Different options that community members have to chose for Figueroa
In the latest installment in the fight for bike lanes on North Figueroa, North East Los Angeles communities found themselves at yet another community meeting organized by Los Angeles City Councilmember Gil Cedillo at Franklin High School in Highland Park. These community meetings have been literally dragging on and it looks like they will continue to drag on for the foreseeable future until Cedillo finally decides on a course of action.
Yesterdays meeting only seemed to serve one purpose in this on going debate for bike lanes, to piss off everyone.
Trying to avoid a repeat of the shouting matches that took place last meeting in May, no public comment was allowed. Ground rules prohibited clapping (except clapping for Cedillo, his staff, and all the other folks Cedillo acknowledged,) and any kind of noise making from anyone or thing. Cedillo Deputy Sharon Lowe had to break this down for everyone, at length, longwindedly, repetitively, over and over, point by point, patronizingly, both verbatim and with commentary, and stressed the disruptions wouldn’t be tolerated.

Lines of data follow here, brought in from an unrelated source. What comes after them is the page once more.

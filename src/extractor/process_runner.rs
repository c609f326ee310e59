use crate::error::{Result, TagCsvError};
use crate::extractor::cancel::CancellationToken;
use crate::extractor::command::ExtractorCommand;
use crate::extractor::process_tree::{ProcessTreeKiller, SystemTreeKiller};
use std::fs::File;
use std::io::{Read, Seek, SeekFrom};
use std::path::Path;
use std::process::{Child, ExitStatus, Stdio};
use std::sync::atomic::{AtomicUsize, Ordering};
use std::sync::Arc;
use std::time::{Duration, Instant};

#[derive(Debug, Clone, Copy, PartialEq, Eq)]
pub enum RunStatus {
    Exited(i32),
    /// Ended without an exit code (killed by a signal).
    Terminated,
    Cancelled,
}

#[derive(Debug, Clone)]
pub struct ProcessOutput {
    pub status: RunStatus,
    pub stderr: String,
    pub elapsed: Duration,
}

#[derive(Debug, Default)]
struct ActivityGauge {
    active: AtomicUsize,
    peak: AtomicUsize,
}

impl ActivityGauge {
    fn enter(&self) {
        let now = self.active.fetch_add(1, Ordering::SeqCst) + 1;
        self.peak.fetch_max(now, Ordering::SeqCst);
    }

    fn leave(&self) {
        self.active.fetch_sub(1, Ordering::SeqCst);
    }
}

/// Spawns one extractor process at a time per call and waits for it while
/// polling a cancellation token.
pub struct ProcessRunner {
    poll_interval: Duration,
    killer: Arc<dyn ProcessTreeKiller>,
    gauge: ActivityGauge,
}

impl ProcessRunner {
    pub fn new(poll_interval: Duration) -> Self {
        Self {
            poll_interval,
            killer: Arc::new(SystemTreeKiller),
            gauge: ActivityGauge::default(),
        }
    }

    pub fn with_killer(mut self, killer: Arc<dyn ProcessTreeKiller>) -> Self {
        self.killer = killer;
        self
    }

    /// Processes currently alive under this runner.
    pub fn active_processes(&self) -> usize {
        self.gauge.active.load(Ordering::SeqCst)
    }

    /// Highest number of simultaneously alive processes seen so far.
    pub fn peak_processes(&self) -> usize {
        self.gauge.peak.load(Ordering::SeqCst)
    }

    /// Run `command` with stdout redirected to `output_file`. A non-zero
    /// exit is reported through `RunStatus`, not as an error.
    pub fn run(
        &self,
        command: &ExtractorCommand,
        output_file: &Path,
        token: &CancellationToken,
    ) -> Result<ProcessOutput> {
        let start = Instant::now();

        if token.is_cancelled() {
            return Ok(ProcessOutput {
                status: RunStatus::Cancelled,
                stderr: String::new(),
                elapsed: start.elapsed(),
            });
        }

        let stdout = File::create(output_file)
            .map_err(|e| TagCsvError::file_access(output_file, e))?;
        let mut stderr_file = tempfile::tempfile()?;
        let stderr = stderr_file.try_clone()?;

        let mut child = command
            .to_command()
            .stdin(Stdio::null())
            .stdout(Stdio::from(stdout))
            .stderr(Stdio::from(stderr))
            .spawn()
            .map_err(|e| TagCsvError::ExternalTool {
                tool: command.tool_name(),
                message: format!("failed to start: {}", e),
                stderr: String::new(),
            })?;

        self.gauge.enter();
        tracing::debug!("Spawned PID {}: {}", child.id(), command);

        let waited = self.wait(&mut child, token);
        self.gauge.leave();

        let status = match waited {
            Ok(Some(exit)) => exit_to_status(exit),
            Ok(None) => RunStatus::Cancelled,
            Err(e) => return Err(e),
        };

        let stderr = read_captured(&mut stderr_file);
        Ok(ProcessOutput {
            status,
            stderr,
            elapsed: start.elapsed(),
        })
    }

    /// `Ok(None)` means the process was killed after cancellation.
    fn wait(&self, child: &mut Child, token: &CancellationToken) -> Result<Option<ExitStatus>> {
        loop {
            if token.is_cancelled() {
                self.terminate(child);
                return Ok(None);
            }

            match child.try_wait() {
                Ok(Some(status)) => return Ok(Some(status)),
                Ok(None) => std::thread::sleep(self.poll_interval),
                Err(e) => {
                    self.terminate(child);
                    return Err(TagCsvError::Io(e));
                }
            }
        }
    }

    /// Kill the whole tree, then reap the direct child.
    fn terminate(&self, child: &mut Child) {
        let pid = child.id();
        if let Err(e) = self.killer.kill_process_tree(pid) {
            tracing::error!("Error killing process tree {}: {}", pid, e);
        }
        let _ = child.kill();
        if let Err(e) = child.wait() {
            tracing::warn!("Could not reap PID {}: {}", pid, e);
        }
    }
}

fn exit_to_status(status: ExitStatus) -> RunStatus {
    match status.code() {
        Some(code) => RunStatus::Exited(code),
        None => RunStatus::Terminated,
    }
}

fn read_captured(file: &mut File) -> String {
    let mut buffer = Vec::new();
    if let Err(e) = file
        .seek(SeekFrom::Start(0))
        .and_then(|_| file.read_to_end(&mut buffer))
    {
        tracing::warn!("Could not read captured stderr: {}", e);
    }
    String::from_utf8_lossy(&buffer).into_owned()
}
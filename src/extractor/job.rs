use crate::error::{ErrorKind, Result, TagCsvError};
use crate::extractor::cancel::CancellationToken;
use crate::extractor::command::ExtractorCommand;
use crate::extractor::process_runner::{ProcessRunner, RunStatus};
use crate::request::{check_readable, check_writable_dir, TimeWindow};
use serde::{Deserialize, Serialize};
use std::path::{Path, PathBuf};
use std::time::{Duration, Instant};

#[derive(Debug, Clone, Copy, PartialEq, Eq, Serialize, Deserialize)]
#[serde(rename_all = "lowercase")]
pub enum JobState {
    Pending,
    Running,
    Succeeded,
    Failed,
    Cancelled,
}

impl JobState {
    pub fn is_terminal(self) -> bool {
        matches!(
            self,
            JobState::Succeeded | JobState::Failed | JobState::Cancelled
        )
    }
}

#[derive(Debug, Clone, Serialize)]
pub struct JobOutcome {
    pub job_id: usize,
    pub source: PathBuf,
    pub state: JobState,
    pub output: Option<PathBuf>,
    pub stderr: Option<String>,
    pub error: Option<String>,
    pub error_kind: Option<ErrorKind>,
    pub elapsed: Duration,
}

impl JobOutcome {
    pub fn is_success(&self) -> bool {
        self.state == JobState::Succeeded
    }

    pub fn source_name(&self) -> String {
        self.source
            .file_name()
            .map(|n| n.to_string_lossy().to_string())
            .unwrap_or_else(|| self.source.display().to_string())
    }
}

/// One source file, one command line, one intended output file.
#[derive(Debug)]
pub struct ExtractionJob {
    id: usize,
    source: PathBuf,
    output: PathBuf,
    command: ExtractorCommand,
    window: TimeWindow,
    state: JobState,
}

impl ExtractionJob {
    pub fn new(
        id: usize,
        source: PathBuf,
        output: PathBuf,
        command: ExtractorCommand,
        window: TimeWindow,
    ) -> Self {
        Self {
            id,
            source,
            output,
            command,
            window,
            state: JobState::Pending,
        }
    }

    pub fn id(&self) -> usize {
        self.id
    }

    pub fn source(&self) -> &Path {
        &self.source
    }

    pub fn output(&self) -> &Path {
        &self.output
    }

    pub fn command(&self) -> &ExtractorCommand {
        &self.command
    }

    pub fn state(&self) -> JobState {
        self.state
    }

    pub fn validate(&self) -> Result<()> {
        self.window.validate()?;
        check_readable(&self.source)?;
        let output_dir = self
            .output
            .parent()
            .filter(|p| !p.as_os_str().is_empty())
            .unwrap_or_else(|| Path::new("."));
        check_writable_dir(output_dir)
    }

    /// Drive the job to a terminal state. The process, if any, is reaped
    /// before this returns.
    pub fn run(mut self, runner: &ProcessRunner, token: &CancellationToken) -> JobOutcome {
        let start = Instant::now();

        if token.is_cancelled() {
            return self.into_cancelled();
        }

        if let Err(e) = self.validate() {
            tracing::warn!("Job {} rejected: {}", self.source.display(), e);
            return self.finish_err(e, None, start);
        }

        self.state = JobState::Running;
        tracing::info!("Extracting {}", self.source.display());

        let output = match runner.run(&self.command, &self.output, token) {
            Ok(output) => output,
            Err(e) => {
                tracing::error!("Error processing file {}: {}", self.source.display(), e);
                return self.finish_err(e, None, start);
            }
        };

        let stderr = Some(output.stderr.clone()).filter(|s| !s.trim().is_empty());

        match output.status {
            RunStatus::Cancelled => {
                tracing::info!("Cancelled extraction of {}", self.source.display());
                remove_quietly(&self.output);
                self.state = JobState::Cancelled;
                self.outcome(None, stderr, None, start)
            }
            RunStatus::Exited(0) => {
                if has_content(&self.output) {
                    if let Some(ref warnings) = stderr {
                        tracing::warn!(
                            "{} warnings for {}: {}",
                            self.command.tool_name(),
                            self.source.display(),
                            warnings.trim()
                        );
                    }
                    tracing::info!("Successfully processed {}", self.source.display());
                    self.state = JobState::Succeeded;
                    let produced = Some(self.output.clone());
                    self.outcome(produced, stderr, None, start)
                } else {
                    let error = TagCsvError::ExternalTool {
                        tool: self.command.tool_name(),
                        message: "no output produced".to_string(),
                        stderr: output.stderr,
                    };
                    self.finish_err(error, stderr, start)
                }
            }
            RunStatus::Exited(code) => {
                let error = TagCsvError::ExternalTool {
                    tool: self.command.tool_name(),
                    message: format!("exited with code {} for {}", code, self.source.display()),
                    stderr: output.stderr,
                };
                self.finish_err(error, stderr, start)
            }
            RunStatus::Terminated => {
                let error = TagCsvError::ExternalTool {
                    tool: self.command.tool_name(),
                    message: format!("terminated by signal for {}", self.source.display()),
                    stderr: output.stderr,
                };
                self.finish_err(error, stderr, start)
            }
        }
    }

    /// Terminal outcome for a job that never got to run.
    pub fn into_cancelled(mut self) -> JobOutcome {
        self.state = JobState::Cancelled;
        self.outcome(None, None, None, Instant::now())
    }

    fn finish_err(mut self, error: TagCsvError, stderr: Option<String>, start: Instant) -> JobOutcome {
        if !matches!(error, TagCsvError::InputValidation { .. }) {
            tracing::error!("{}", error);
        }
        remove_quietly(&self.output);
        self.state = JobState::Failed;
        self.outcome(None, stderr, Some(error), start)
    }

    fn outcome(
        self,
        output: Option<PathBuf>,
        stderr: Option<String>,
        error: Option<TagCsvError>,
        start: Instant,
    ) -> JobOutcome {
        JobOutcome {
            job_id: self.id,
            source: self.source,
            state: self.state,
            output,
            stderr,
            error_kind: error.as_ref().map(TagCsvError::kind),
            error: error.map(|e| e.to_string()),
            elapsed: start.elapsed(),
        }
    }
}

fn has_content(path: &Path) -> bool {
    std::fs::metadata(path).is_ok_and(|m| m.is_file() && m.len() > 0)
}

pub(crate) fn remove_quietly(path: &Path) {
    match std::fs::remove_file(path) {
        Ok(()) => tracing::debug!("Removed {}", path.display()),
        Err(e) if e.kind() == std::io::ErrorKind::NotFound => {}
        Err(e) => tracing::warn!("Could not remove {}: {}", path.display(), e),
    }
}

#fig4all supporters standing in the back while LAPD office keeps a watchful eye. Photo by Erick Huerta
If anyone got outta hand, they would be asked to leave after receiving a single warning. The increased presence of the Los Angeles Police Department, which at one point during the meeting had to take the mic to remind everyone to simmer down, only added to tensions. Perhaps the councilman felt he needed the added LAPD presence because he was expecting everyone to get mad from his filibustering-style speech?
Rather than skipping the pleasantries, Cedillo spent the better part of an hour thanking and introducing his entire staff, random people in the audience who are his friends, and many more people and organizations not present. It was worse than a rapper-giving shout outs to all the homies after winning an award.
The majority of folks in attendance were reppin’ their colors, green for support of lanes and red/pink for anti-bike lanes. Streetsblog counted roughly 180 people in attendance: roughly 70 wearing prominent green, roughly 30 wearing prominent red/pink, and roughly 30 city staff.
With no meaningful information being presented or exchanged more than 70 minutes into the meeting, attendees (from both sides of the debate) were losing interest and began trickling out. They missed out on later stalling.
Additionally, the meeting also featured a brief presentation from Mayor Garcetti’s transportation staffer Nat Gale. Gale announced that Garcetti’s Great Streets initiative includes North Figueroa Street between Avenues 50 and 60, where the proposed bike lanes were to be installed. Read more…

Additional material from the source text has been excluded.